Dunbar first came across Judge’s name while conducting archival research for her debut book, A Fragile Freedom: African American Women and Emancipation in the Antebellum City, an academic study of free black women in the 19th century. While scanning the pages of a Philadelphia periodical, Dunbar discovered an advertisement announcing that a “light Mulatto girl, much freckled, with very black eyes, and bushy black hair” had run away from the president’s home.

“Her name and the situation behind the advertisement were more than intriguing. It seemed a little odd to me,” Dunbar said in a telephone interview with Paste. “Who is this person and what happened to them—and why don’t I know this?”

Dunbar considered including Judge’s story in A Fragile Freedom, but she decided against it in favor of later creating a project devoted to Judge’s life. That project became Never Caught: The Washingtons’ Relentless Pursuit of Their Runaway Slave, Dunbar’s sophomore book released in February.

Ona Maria Judge was born in 1773 to Betty, one of Martha’s most trusted slaves, and Andrew Judge, an English-born white man who had served the Washingtons as an indentured servant. In 1789, when George was unanimously chosen by the U.S. Senate to become President of the United States, Judge was among a small group of slaves who accompanied the “first family” to New York, the nation’s capital at the time. But it was when the capital and the president were relocated to Philadelphia that Judge grew aware of the differences in the public’s acceptance of slavery between Northern and Southern states. Pennsylvania law, Dunbar writes in Never Caught, “required the emancipation of all adult slaves who were brought into the commonwealth for more than a period of six months.”

“I don’t want us to paint the image of the benevolent North who were against slavery because they understood the moral bankruptcy behind it,” Dunbar said. “There were of course people who did feel that way, but I would also argue it was the economy. A wage labor system that does not work with a system of slavery alongside it would perhaps force some to be against the institution of slavery.”

Whatever the Pennsylvania law’s roots, it provided the Washingtons with a distinct problem. Their wealth as landed gentry was directly tied to the people they claimed as slaves, and emancipation would cause them financial ruin. After consulting with the nation’s first Attorney General—himself a slave owner who had lost slaves to the Pennsylvania law—the Washingtons turned their legal problem into a logistical one, devising a system to cycle their slaves back and forth to Mount Vernon before their six months were up. Dunbar highlights George’s correspondence with his secretary to show how anxious the president was to preserve his—and his wife’s—wealth as Virginian farmers.

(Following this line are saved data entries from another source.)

//! Configuration management for moodtune.
//!
//! Values come from environment variables, optionally seeded from a `.env`
//! file in the local data directory. The process environment always wins over
//! the file, and every setting except the Spotify client credentials has a
//! default.
//!
//! Two settings groups exist because the two halves of the system run in
//! different places: [`BridgeSettings`] configures the auth bridge server
//! (it holds the client secret), [`ClientSettings`] configures the terminal
//! client (it never sees the secret).

use std::{env, fmt, path::PathBuf};

pub const DEFAULT_SERVER_ADDRESS: &str = "127.0.0.1:5000";
pub const DEFAULT_CLIENT_APP_URL: &str = "http://localhost:3000";
pub const DEFAULT_API_URL: &str = "http://localhost:5000/api";
pub const DEFAULT_SPOTIFY_AUTH_URL: &str = "https://accounts.spotify.com/authorize";
pub const DEFAULT_SPOTIFY_TOKEN_URL: &str = "https://accounts.spotify.com/api/token";
pub const DEFAULT_SPOTIFY_API_URL: &str = "https://api.spotify.com/v1";
pub const DEFAULT_SPOTIFY_SCOPE: &str = "user-read-private user-read-email streaming";

#[derive(Debug)]
pub enum ConfigError {
    Missing(&'static str),
    Io(std::io::Error),
}

impl fmt::Display for ConfigError {
    fn fmt(&self, f: &mut fmt::Formatter<'_>) -> fmt::Result {
        match self {
            ConfigError::Missing(key) => write!(f, "{key} must be set"),
            ConfigError::Io(e) => write!(f, "config io error: {e}"),
        }
    }
}

impl std::error::Error for ConfigError {}

impl From<std::io::Error> for ConfigError {
    fn from(err: std::io::Error) -> Self {
        ConfigError::Io(err)
    }
}

/// Loads environment variables from `<data_local_dir>/moodtune/.env`.
///
/// Creates the directory if needed. A missing `.env` file is not an error;
/// all settings can come from the process environment instead.
///
/// # Directory Structure
///
/// - Linux: `~/.local/share/moodtune/.env`
/// - macOS: `~/Library/Application Support/moodtune/.env`
/// - Windows: `%LOCALAPPDATA%/moodtune/.env`
pub async fn load_env() -> Result<(), ConfigError> {
    let path = data_dir().join(".env");
    if let Some(parent) = path.parent() {
        async_fs::create_dir_all(parent).await?;
    }

    if path.is_file() {
        // dotenv never overrides variables already present in the process
        let _ = dotenv::from_path(&path);
    }
    Ok(())
}

/// Root of moodtune's local data.
pub fn data_dir() -> PathBuf {
    let mut path = dirs::data_local_dir().unwrap_or_else(|| PathBuf::from("."));
    path.push("moodtune");
    path
}

fn var_or(key: &str, default: &str) -> String {
    env::var(key)
        .ok()
        .filter(|v| !v.trim().is_empty())
        .unwrap_or_else(|| default.to_string())
}

fn required(key: &'static str) -> Result<String, ConfigError> {
    env::var(key)
        .ok()
        .filter(|v| !v.trim().is_empty())
        .ok_or(ConfigError::Missing(key))
}

/// Settings of the auth bridge server.
#[derive(Debug, Clone)]
pub struct BridgeSettings {
    pub server_address: String,
    pub client_id: String,
    pub client_secret: String,
    pub redirect_uri: String,
    /// Base URL of the client application the callback redirects to.
    pub client_app_url: String,
    pub spotify_auth_url: String,
    pub spotify_token_url: String,
    pub spotify_api_url: String,
    pub scope: String,
}

impl BridgeSettings {
    /// Reads the bridge settings.
    ///
    /// `SPOTIFY_CLIENT_ID`, `SPOTIFY_CLIENT_SECRET` and `SPOTIFY_REDIRECT_URI`
    /// are required; the server refuses to start without them.
    ///
    /// # Environment Variables
    ///
    /// - `SERVER_ADDRESS` - Listen address, default `127.0.0.1:5000`
    /// - `SPOTIFY_CLIENT_ID` / `SPOTIFY_CLIENT_SECRET` - App credentials
    /// - `SPOTIFY_REDIRECT_URI` - Callback registered with Spotify, must end
    ///   in `/api/spotify/callback` of this server
    /// - `CLIENT_APP_URL` - Where the callback sends the user afterwards
    /// - `SPOTIFY_AUTH_URL`, `SPOTIFY_TOKEN_URL`, `SPOTIFY_API_URL` -
    ///   Endpoint overrides, mainly for tests
    /// - `SPOTIFY_SCOPE` - Requested scopes
    ///
    /// # Returns
    ///
    /// The settings, or [`ConfigError::Missing`] naming the first required
    /// variable that is unset or blank.
    pub fn from_env() -> Result<Self, ConfigError> {
        Ok(Self {
            server_address: var_or("SERVER_ADDRESS", DEFAULT_SERVER_ADDRESS),
            client_id: required("SPOTIFY_CLIENT_ID")?,
            client_secret: required("SPOTIFY_CLIENT_SECRET")?,
            redirect_uri: required("SPOTIFY_REDIRECT_URI")?,
            client_app_url: var_or("CLIENT_APP_URL", DEFAULT_CLIENT_APP_URL),
            spotify_auth_url: var_or("SPOTIFY_AUTH_URL", DEFAULT_SPOTIFY_AUTH_URL),
            spotify_token_url: var_or("SPOTIFY_TOKEN_URL", DEFAULT_SPOTIFY_TOKEN_URL),
            spotify_api_url: var_or("SPOTIFY_API_URL", DEFAULT_SPOTIFY_API_URL),
            scope: var_or("SPOTIFY_SCOPE", DEFAULT_SPOTIFY_SCOPE),
        })
    }
}

/// Settings of the terminal client.
#[derive(Debug, Clone)]
pub struct ClientSettings {
    /// Base URL of the Resource API, including the `/api` prefix.
    pub api_url: String,
    pub spotify_api_url: String,
    pub token_path: PathBuf,
    pub fallback_catalog: Option<PathBuf>,
}

impl ClientSettings {
    /// Reads the client settings. Every value has a default, so this never
    /// fails.
    ///
    /// # Environment Variables
    ///
    /// - `MOODTUNE_API_URL` - Resource API base, default
    ///   `http://localhost:5000/api`
    /// - `SPOTIFY_API_URL` - Web API base for track lookups
    /// - `MOODTUNE_TOKEN_PATH` - Token document, default
    ///   `<data_dir>/cache/token.json`
    /// - `MOODTUNE_FALLBACK_CATALOG` - Optional JSON catalog replacing the
    ///   bundled fallback URLs
    pub fn from_env() -> Self {
        let token_path = env::var("MOODTUNE_TOKEN_PATH")
            .ok()
            .filter(|v| !v.trim().is_empty())
            .map(PathBuf::from)
            .unwrap_or_else(|| data_dir().join("cache/token.json"));

        Self {
            api_url: var_or("MOODTUNE_API_URL", DEFAULT_API_URL),
            spotify_api_url: var_or("SPOTIFY_API_URL", DEFAULT_SPOTIFY_API_URL),
            token_path,
            fallback_catalog: env::var("MOODTUNE_FALLBACK_CATALOG")
                .ok()
                .filter(|v| !v.trim().is_empty())
                .map(PathBuf::from),
        }
    }
}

“I am not a [George] Washington biographer,” Dunbar said. “But he happens to intersect with this woman I’ve chosen to focus on, and I think it’s great. It shows us just how complicated slavery was not just for regular folks, for enslaved people themselves and for fugitives and free blacks, but also for slave owners, who for various reasons by the 1790s were thinking differently about slave ownership.”

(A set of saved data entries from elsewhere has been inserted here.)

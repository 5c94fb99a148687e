//! Hybrid retrieval over Chabad text collections.
//!
//! This crate answers free-text questions (Hebrew, English or Yiddish) with
//! a ranked list of passages from a corpus of chunked books:
//!
//! - [`Corpus`] loads chunks from [`DocumentSource`]s such as [`JsonCollection`]
//! - [`extract_terms`] turns a query into search terms
//! - [`search_concept`] ranks chunks by term occurrence
//! - [`EmbeddingIndex`] ranks chunks by cosine similarity, cached on disk
//! - [`HybridRanker`] fuses both rankings
//! - [`Retriever`] ties everything together behind one `retrieve` call
//!
//! # Feature flags
//!
//! | Feature | Provides |
//! |---------|----------|
//! | `openai` | [`openai::OpenAIEmbeddingProvider`] |
//!
//! # Example
//!
//! ```rust,ignore
//! use std::sync::Arc;
//! use chabad_retrieval::*;
//!
//! let sources: Vec<Box<dyn DocumentSource>> =
//!     vec![Box::new(JsonCollection::new("maamarim", "/data/maamarim"))];
//! let corpus = Arc::new(Corpus::load(&sources)?);
//!
//! let mut index = EmbeddingIndex::new(provider, IndexConfig::new("cache/embeddings.json"))?;
//! index.load_or_build(&corpus).await?;
//!
//! let retriever = Retriever::builder().corpus(corpus).index(Arc::new(index)).build()?;
//! for result in retriever.retrieve("אהבת ישראל", 10).await? {
//!     println!("{:.2} {}", result.score, result.chunk.title);
//! }
//! ```

pub mod cache;
pub mod config;
pub mod context;
pub mod corpus;
pub mod document;
pub mod embedding;
pub mod error;
pub mod hybrid;
pub mod index;
pub mod keyword;
pub mod retriever;
pub mod telemetry;
pub mod terms;

#[cfg(feature = "openai")]
pub mod openai;

pub use cache::{CACHE_FORMAT_VERSION, CacheArtifact};
pub use config::{HybridConfig, IndexConfig, RetrievalConfig, RetrievalConfigBuilder};
pub use context::{MatchContext, match_context, render_for_summary};
pub use corpus::{Corpus, DocumentSource, JsonCollection, VecSource, fingerprint_chunks};
pub use document::{Chunk, ChunkKey, ChunkMetadata, SearchResult};
pub use embedding::{EmbeddingProvider, cosine_similarity};
pub use error::{Result, RetrievalError};
pub use hybrid::HybridRanker;
pub use index::EmbeddingIndex;
pub use keyword::{KeywordMatch, search, search_concept};
pub use retriever::{Retrieval, Retriever, RetrieverBuilder, is_follow_up};
pub use telemetry::init_logging;
pub use terms::extract_terms;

While George may have held misgivings about slavery—culminating in his decision to emancipate his slaves after his death—Judge’s escape after five years spent cycling between Mount Vernon and Philadelphia presented him with a problem requiring a discreet solution. At the time, he was distracted by the 1796 election and the coming succession of John Adams to the presidency.

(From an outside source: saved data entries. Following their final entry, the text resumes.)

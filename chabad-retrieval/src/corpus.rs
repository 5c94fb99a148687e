//! The in-memory corpus and the document sources it is loaded from.
//!
//! A [`Corpus`] is built once at startup from one or more
//! [`DocumentSource`]s and is read-only afterwards. Loading is all or
//! nothing: a source that cannot be read or parsed aborts the load.
//!
//! # Example
//!
//! ```rust,ignore
//! use chabad_retrieval::{Corpus, DocumentSource, JsonCollection};
//!
//! let sources: Vec<Box<dyn DocumentSource>> = vec![
//!     Box::new(JsonCollection::new("maamarim", "/data/maamarim")),
//!     Box::new(JsonCollection::new("sichos", "/data/sichos")),
//! ];
//! let corpus = Corpus::load(&sources)?;
//! println!("{} chunks", corpus.len());
//! ```

use std::collections::HashMap;
use std::fs;
use std::path::{Path, PathBuf};
use std::sync::LazyLock;

use regex::Regex;
use serde::Deserialize;
use serde_json::Value;
use sha2::{Digest, Sha256};
use tracing::{debug, error, info};
use walkdir::WalkDir;

use crate::document::{Chunk, ChunkKey, ChunkMetadata};
use crate::error::{RetrievalError, Result};

/// Author used when neither the path nor the book metadata names one.
pub const UNKNOWN_AUTHOR: &str = "לא ידוע";

/// Collection directory names that identify the author, checked in order.
const AUTHOR_BY_PATH: [(&[&str], &str); 5] = [
    (&["alter rebbe", "admur hazaken"], "אדמו״ר הזקן"),
    (&["mitteler rebbe"], "אדמו״ר האמצעי"),
    (&["tzemach tzedek"], "הצמח צדק"),
    (&["rebbe rayatz"], "אדמו״ר הריי״צ"),
    (&["the rebbe"], "הרבי"),
];

static HTML_TAG: LazyLock<Regex> =
    LazyLock::new(|| Regex::new(r"<[^>]+>").expect("valid html tag regex"));
static WHITESPACE: LazyLock<Regex> =
    LazyLock::new(|| Regex::new(r"\s+").expect("valid whitespace regex"));

/// A provider of corpus chunks.
///
/// Implementations adapt a concrete storage format to the [`Chunk`] shape.
pub trait DocumentSource: Send + Sync {
    /// Name used in logs and error messages.
    fn name(&self) -> &str;

    /// Read every chunk this source provides.
    ///
    /// # Errors
    ///
    /// Returns [`RetrievalError::CorpusUnavailable`] if the source cannot be
    /// read or parsed.
    fn load(&self) -> Result<Vec<Chunk>>;
}

/// A collection of JSON book files: a directory walked recursively, or a
/// single file.
///
/// Chunk `source_file` values are `"{collection name}/{path relative to the
/// root}"`, so two collections never produce the same identity for different
/// files.
#[derive(Debug, Clone)]
pub struct JsonCollection {
    name: String,
    root: PathBuf,
}

impl JsonCollection {
    pub fn new(name: impl Into<String>, root: impl Into<PathBuf>) -> Self {
        Self { name: name.into(), root: root.into() }
    }

    pub fn root(&self) -> &Path {
        &self.root
    }

    fn unavailable(&self, message: impl Into<String>) -> RetrievalError {
        RetrievalError::CorpusUnavailable { source_name: self.name.clone(), message: message.into() }
    }

    fn discover_files(&self) -> Result<Vec<PathBuf>> {
        if self.root.is_file() {
            return Ok(vec![self.root.clone()]);
        }
        if !self.root.is_dir() {
            return Err(self.unavailable(format!("'{}' does not exist", self.root.display())));
        }

        let mut files = Vec::new();
        for entry in WalkDir::new(&self.root) {
            let entry = entry.map_err(|e| self.unavailable(format!("failed to walk: {e}")))?;
            if entry.file_type().is_file()
                && entry.path().extension().is_some_and(|ext| ext == "json")
            {
                files.push(entry.into_path());
            }
        }
        files.sort();
        Ok(files)
    }

    fn relative_name(&self, path: &Path) -> String {
        let relative = if self.root.is_file() {
            path.file_name().map(PathBuf::from).unwrap_or_else(|| path.to_path_buf())
        } else {
            path.strip_prefix(&self.root).map(Path::to_path_buf).unwrap_or_else(|_| path.to_path_buf())
        };
        format!("{}/{}", self.name, relative.to_string_lossy().replace('\\', "/"))
    }

    fn load_file(&self, path: &Path) -> Result<Vec<Chunk>> {
        let content = fs::read_to_string(path).map_err(|e| {
            error!(collection = %self.name, path = %path.display(), error = %e, "failed to read book file");
            self.unavailable(format!("failed to read '{}': {e}", path.display()))
        })?;
        let book: BookFile = serde_json::from_str(&content).map_err(|e| {
            error!(collection = %self.name, path = %path.display(), error = %e, "failed to parse book file");
            self.unavailable(format!("failed to parse '{}': {e}", path.display()))
        })?;

        let source_file = self.relative_name(path);
        let work = book.work_name(path);
        let author = book.author(path);

        let chunks: Vec<Chunk> = book
            .chunks
            .into_iter()
            .enumerate()
            .map(|(position, raw)| raw.into_chunk(position, &source_file, &author, &work))
            .collect();

        debug!(source_file, chunk_count = chunks.len(), "loaded book file");
        Ok(chunks)
    }
}

impl DocumentSource for JsonCollection {
    fn name(&self) -> &str {
        &self.name
    }

    fn load(&self) -> Result<Vec<Chunk>> {
        let mut chunks = Vec::new();
        for path in self.discover_files()? {
            chunks.extend(self.load_file(&path)?);
        }
        Ok(chunks)
    }
}

/// A source backed by chunks already in memory.
#[derive(Debug, Clone)]
pub struct VecSource {
    name: String,
    chunks: Vec<Chunk>,
}

impl VecSource {
    pub fn new(name: impl Into<String>, chunks: Vec<Chunk>) -> Self {
        Self { name: name.into(), chunks }
    }
}

impl DocumentSource for VecSource {
    fn name(&self) -> &str {
        &self.name
    }

    fn load(&self) -> Result<Vec<Chunk>> {
        Ok(self.chunks.clone())
    }
}

// ── Book file format ───────────────────────────────────────────────

#[derive(Deserialize)]
struct BookFile {
    #[serde(default)]
    book_name_he: Option<String>,
    #[serde(default)]
    book_name_en: Option<String>,
    #[serde(default)]
    book_metadata: BookMetadata,
    #[serde(default)]
    chunks: Vec<RawChunk>,
}

#[derive(Deserialize, Default)]
struct BookMetadata {
    #[serde(default)]
    author_he: Option<String>,
    #[serde(default)]
    author_en: Option<String>,
}

#[derive(Deserialize)]
struct RawChunk {
    #[serde(default)]
    chunk_id: Value,
    #[serde(default)]
    text: String,
    #[serde(default)]
    chunk_title: Option<String>,
    #[serde(default)]
    chunk_metadata: serde_json::Map<String, Value>,
}

fn non_empty(value: &Option<String>) -> Option<&str> {
    value.as_deref().map(str::trim).filter(|v| !v.is_empty())
}

impl BookFile {
    fn work_name(&self, path: &Path) -> String {
        non_empty(&self.book_name_he)
            .or_else(|| non_empty(&self.book_name_en))
            .map(str::to_string)
            .unwrap_or_else(|| {
                path.file_name().map(|n| n.to_string_lossy().into_owned()).unwrap_or_default()
            })
    }

    fn author(&self, path: &Path) -> String {
        let lowered = path.to_string_lossy().to_lowercase();
        let by_path = AUTHOR_BY_PATH
            .iter()
            .find(|(needles, _)| needles.iter().any(|n| lowered.contains(n)))
            .map(|(_, author)| *author);

        by_path
            .or_else(|| non_empty(&self.book_metadata.author_he))
            .or_else(|| non_empty(&self.book_metadata.author_en))
            .unwrap_or(UNKNOWN_AUTHOR)
            .to_string()
    }
}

“The last thing that [George] Washington wanted to do was have much attention paid to him running after an enslaved young woman,” Dunbar said.

Judge had fled Philadelphia by sea and settled in Portsmouth, New Hampshire, where she passed as a free woman. Dunbar found evidence that Judge married a black sailor named Jack Staines, and their marriage announcement was printed just inches away from a newspaper column about George’s farewell address to the nation.

“It’s [already] amazing that she resisted him and got married, but then she’s kind of contesting him in print,” Dunbar said.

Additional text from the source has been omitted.